Our current research is directed toward understanding ecological, physiological and evolutionary adaptation of microbial populations, especially those playing fundamental processes in a key step of the global biogeochemical cycling of nitrogen, ammonia oxidation. We are also directing new research studies on microbial communities interacting with ammonia oxidisers or thriving in similar habitats.
This research is performed at the ecological level, through analysis of community activity and stability (resistance/resilience) to environmental perturbations such as temperature change, or deforestation in oil palm plantations, and over the longer-term evolutionary scales, determining mechanisms leading to 2.5 billion years of diversification (e.g. horizontal gene transfer, gene duplication, molecular selection) associated with acidophilic or terrestrial environmental adaptation.
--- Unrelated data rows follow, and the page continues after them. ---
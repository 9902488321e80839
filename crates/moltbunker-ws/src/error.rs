//! Session errors.

use moltbunker_auth::AuthError;
use moltbunker_protocols::FrameError;
use thiserror::Error;
use tokio_tungstenite::tungstenite;

/// Errors raised by event stream and exec sessions.
///
/// `Clone` so the last fatal error can be kept for inspection after the
/// receive loop has exited.
#[derive(Debug, Clone, Error)]
pub enum SessionError {
    /// Transport failed to open or dropped.
    #[error("Connection error: {0}")]
    Connection(String),

    /// Challenge, signing, or credential rejection.
    #[error("Authentication error: {0}")]
    Authentication(#[from] AuthError),

    /// Zero-length or structurally invalid frame or message.
    #[error("Malformed frame: {0}")]
    MalformedFrame(#[from] FrameError),

    /// A caller-supplied callback panicked.
    #[error("Callback for '{channel}' failed: {message}")]
    Callback { channel: String, message: String },

    #[error("Invalid URL: {0}")]
    InvalidUrl(String),

    #[error("Not connected")]
    NotConnected,

    /// Session reached its terminal state.
    #[error("Session closed")]
    Closed,

    #[error("Configuration error: {0}")]
    Config(String),
}

impl From<tungstenite::Error> for SessionError {
    fn from(e: tungstenite::Error) -> Self {
        if let tungstenite::Error::Http(ref response) = e {
            let status = response.status().as_u16();
            if status == 401 || status == 403 {
                return SessionError::Authentication(AuthError::Rejected {
                    status,
                    message: "WebSocket upgrade refused".to_string(),
                });
            }
        }
        SessionError::Connection(e.to_string())
    }
}

impl From<url::ParseError> for SessionError {
    fn from(e: url::ParseError) -> Self {
        SessionError::InvalidUrl(e.to_string())
    }
}

impl SessionError {
    /// Whether a reconnect attempt could help.
    pub fn is_transient(&self) -> bool {
        matches!(self, SessionError::Connection(_))
    }
}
Due to the broad distribution of ammonia oxidisers, our studies focus on environments ranging from boreal acidic soils to temperate plant rhizospheres through marine tropical sponges, each associated with specific adaptation questions.
These studies are performed through a range of lab-based (e.g. stable-isotope-probing, enrichment and cultivation, flow-cytometry, quantitative PCR) or computer-based (e.g. metagenomics assembly, phylogenomics reconstruction, multivariate statistics) approaches.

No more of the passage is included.